╭──

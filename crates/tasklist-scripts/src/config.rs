//! Script configuration loading from file and environment variables.

use serde::Deserialize;
use std::path::PathBuf;
use tasklist_db::{DbRuntimeSettings, DATABASE_URL_ENV};
use thiserror::Error;

/// Default location of the optional configuration file.
pub const DEFAULT_CONFIG_PATH: &str = "tasklist.toml";

/// Top-level configuration shared by the scripts and hosting processes.
#[derive(Debug, Clone, Default, Deserialize)]
pub struct Config {
    /// Deployment environment.
    #[serde(default)]
    pub environment: DeployEnvironment,

    /// Database settings.
    #[serde(default)]
    pub database: DatabaseConfig,

    /// Migration file settings.
    #[serde(default)]
    pub migrations: MigrationsConfig,

    /// Logging settings.
    #[serde(default)]
    pub logging: LoggingConfig,
}

/// Where the process is running.
#[derive(Debug, Clone, Copy, Default, PartialEq, Eq, Deserialize)]
#[serde(rename_all = "lowercase")]
pub enum DeployEnvironment {
    /// Local or CI use.
    #[default]
    Development,
    /// A hosted deployment.
    Production,
}

impl DeployEnvironment {
    /// Whether this is a hosted deployment.
    pub fn is_production(self) -> bool {
        self == Self::Production
    }

    /// Lowercase name used in logs and config files.
    pub fn as_str(self) -> &'static str {
        match self {
            Self::Development => "development",
            Self::Production => "production",
        }
    }
}

/// Database configuration.
#[derive(Debug, Clone, Deserialize)]
pub struct DatabaseConfig {
    /// Connection string: a SQLite path, `sqlite://` URL, `file:` URI or `:memory:`.
    #[serde(default = "default_db_url")]
    pub url: String,

    /// Maximum number of pooled connections.
    #[serde(default = "default_pool_max_size")]
    pub pool_max_size: u32,

    /// SQLite busy timeout, in milliseconds.
    #[serde(default = "default_busy_timeout_ms")]
    pub busy_timeout_ms: u64,

    /// How long to wait for a connection, in milliseconds.
    #[serde(default = "default_connect_timeout_ms")]
    pub connect_timeout_ms: u64,

    /// Whether a missing database file may be created. Unset means "only
    /// outside production".
    #[serde(default)]
    pub create_if_missing: Option<bool>,
}

/// Migration file configuration.
#[derive(Debug, Clone, Deserialize)]
pub struct MigrationsConfig {
    /// Directory holding the `.sql` migration files.
    #[serde(default = "default_migrations_dir")]
    pub dir: PathBuf,

    /// File in `dir` applied by the startup bootstrap.
    #[serde(default = "default_bootstrap_file")]
    pub bootstrap_file: String,
}

impl MigrationsConfig {
    /// Full path of the bootstrap schema file.
    pub fn bootstrap_path(&self) -> PathBuf {
        self.dir.join(&self.bootstrap_file)
    }
}

/// Logging configuration.
#[derive(Debug, Clone, Deserialize)]
pub struct LoggingConfig {
    /// Log level filter (e.g., "info", "debug", "tasklist_db=debug,info").
    #[serde(default = "default_log_level")]
    pub level: String,

    /// Whether to output logs in JSON format.
    #[serde(default)]
    pub json: bool,
}

fn default_db_url() -> String {
    "tasklist.db".to_string()
}

fn default_pool_max_size() -> u32 {
    DbRuntimeSettings::default().pool_max_size
}

fn default_busy_timeout_ms() -> u64 {
    DbRuntimeSettings::default().busy_timeout_ms
}

fn default_connect_timeout_ms() -> u64 {
    DbRuntimeSettings::default().connect_timeout_ms
}

fn default_migrations_dir() -> PathBuf {
    PathBuf::from("migrations")
}

fn default_bootstrap_file() -> String {
    "001_init.sql".to_string()
}

fn default_log_level() -> String {
    "info".to_string()
}

impl Default for DatabaseConfig {
    fn default() -> Self {
        Self {
            url: default_db_url(),
            pool_max_size: default_pool_max_size(),
            busy_timeout_ms: default_busy_timeout_ms(),
            connect_timeout_ms: default_connect_timeout_ms(),
            create_if_missing: None,
        }
    }
}

impl Default for MigrationsConfig {
    fn default() -> Self {
        Self {
            dir: default_migrations_dir(),
            bootstrap_file: default_bootstrap_file(),
        }
    }
}

impl Default for LoggingConfig {
    fn default() -> Self {
        Self {
            level: default_log_level(),
            json: false,
        }
    }
}

impl Config {
    /// Connection settings for [`tasklist_db::ConnectionManager::new`].
    pub fn runtime_settings(&self) -> DbRuntimeSettings {
        DbRuntimeSettings {
            busy_timeout_ms: self.database.busy_timeout_ms,
            pool_max_size: self.database.pool_max_size,
            connect_timeout_ms: self.database.connect_timeout_ms,
            create_if_missing: self
                .database
                .create_if_missing
                .unwrap_or(!self.environment.is_production()),
        }
    }
}

/// Errors that can occur when loading configuration.
#[derive(Debug, Error)]
pub enum ConfigError {
    /// Failed to read the configuration file.
    #[error("failed to read config file: {0}")]
    FileRead(#[from] std::io::Error),

    /// Failed to parse the configuration file.
    #[error("failed to parse config file: {0}")]
    Parse(#[from] toml::de::Error),
}

/// Loads configuration from a TOML file, falling back to defaults, then
/// applies environment overrides from the process environment.
///
/// # Errors
///
/// Returns `ConfigError` if the file exists but cannot be read or parsed.
pub fn load_config(path: Option<&str>) -> Result<Config, ConfigError> {
    let mut config = match path {
        Some(p) => match std::fs::read_to_string(p) {
            Ok(contents) => toml::from_str(&contents)?,
            Err(e) if e.kind() == std::io::ErrorKind::NotFound => {
                tracing::debug!(path = p, "config file not found, using defaults");
                Config::default()
            }
            Err(e) => return Err(ConfigError::FileRead(e)),
        },
        None => Config::default(),
    };

    apply_env_overrides(&mut config, |key| std::env::var(key).ok());
    Ok(config)
}

/// Applies environment overrides using `lookup` to read variables.
///
/// - `DATABASE_URL` overrides `database.url`
/// - `TASKLIST_ENV` overrides `environment` ("production"/"prod" or anything else)
/// - `VERCEL`, when set to a non-empty value, forces `environment = production`
/// - `TASKLIST_DB_CREATE` overrides `database.create_if_missing`
/// - `TASKLIST_MIGRATIONS_DIR` overrides `migrations.dir`
/// - `TASKLIST_LOG_LEVEL` overrides `logging.level`
/// - `TASKLIST_LOG_JSON` overrides `logging.json` (set to "true" to enable)
pub fn apply_env_overrides<F>(config: &mut Config, lookup: F)
where
    F: Fn(&str) -> Option<String>,
{
    if let Some(url) = lookup(DATABASE_URL_ENV).filter(|v| !v.trim().is_empty()) {
        config.database.url = url;
    }
    if let Some(env) = lookup("TASKLIST_ENV") {
        config.environment = match env.trim().to_ascii_lowercase().as_str() {
            "production" | "prod" => DeployEnvironment::Production,
            _ => DeployEnvironment::Development,
        };
    }
    if lookup("VERCEL").is_some_and(|v| !v.trim().is_empty()) {
        config.environment = DeployEnvironment::Production;
    }
    if let Some(create) = lookup("TASKLIST_DB_CREATE") {
        config.database.create_if_missing = Some(is_truthy(&create));
    }
    if let Some(dir) = lookup("TASKLIST_MIGRATIONS_DIR").filter(|v| !v.trim().is_empty()) {
        config.migrations.dir = PathBuf::from(dir);
    }
    if let Some(level) = lookup("TASKLIST_LOG_LEVEL") {
        config.logging.level = level;
    }
    if let Some(json) = lookup("TASKLIST_LOG_JSON") {
        config.logging.json = is_truthy(&json);
    }
}

fn is_truthy(value: &str) -> bool {
    value == "true" || value == "1"
}

/// Picks the config file path: first CLI argument, then `TASKLIST_CONFIG_PATH`,
/// then [`DEFAULT_CONFIG_PATH`]. Returns the path and where it came from.
pub fn resolve_config_path() -> (String, &'static str) {
    if let Some(path) = std::env::args()
        .nth(1)
        .filter(|value| !value.trim().is_empty())
    {
        return (path, "cli-arg");
    }

    if let Ok(path) = std::env::var("TASKLIST_CONFIG_PATH") {
        if !path.trim().is_empty() {
            return (path, "env-var");
        }
    }

    (DEFAULT_CONFIG_PATH.to_string(), "default")
}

╰──

Your answer should consist of copies of the lines above that include the string "defaults".

/// Loads configuration from a TOML file, falling back to defaults, then
                tracing::debug!(path = p, "config file not found, using defaults");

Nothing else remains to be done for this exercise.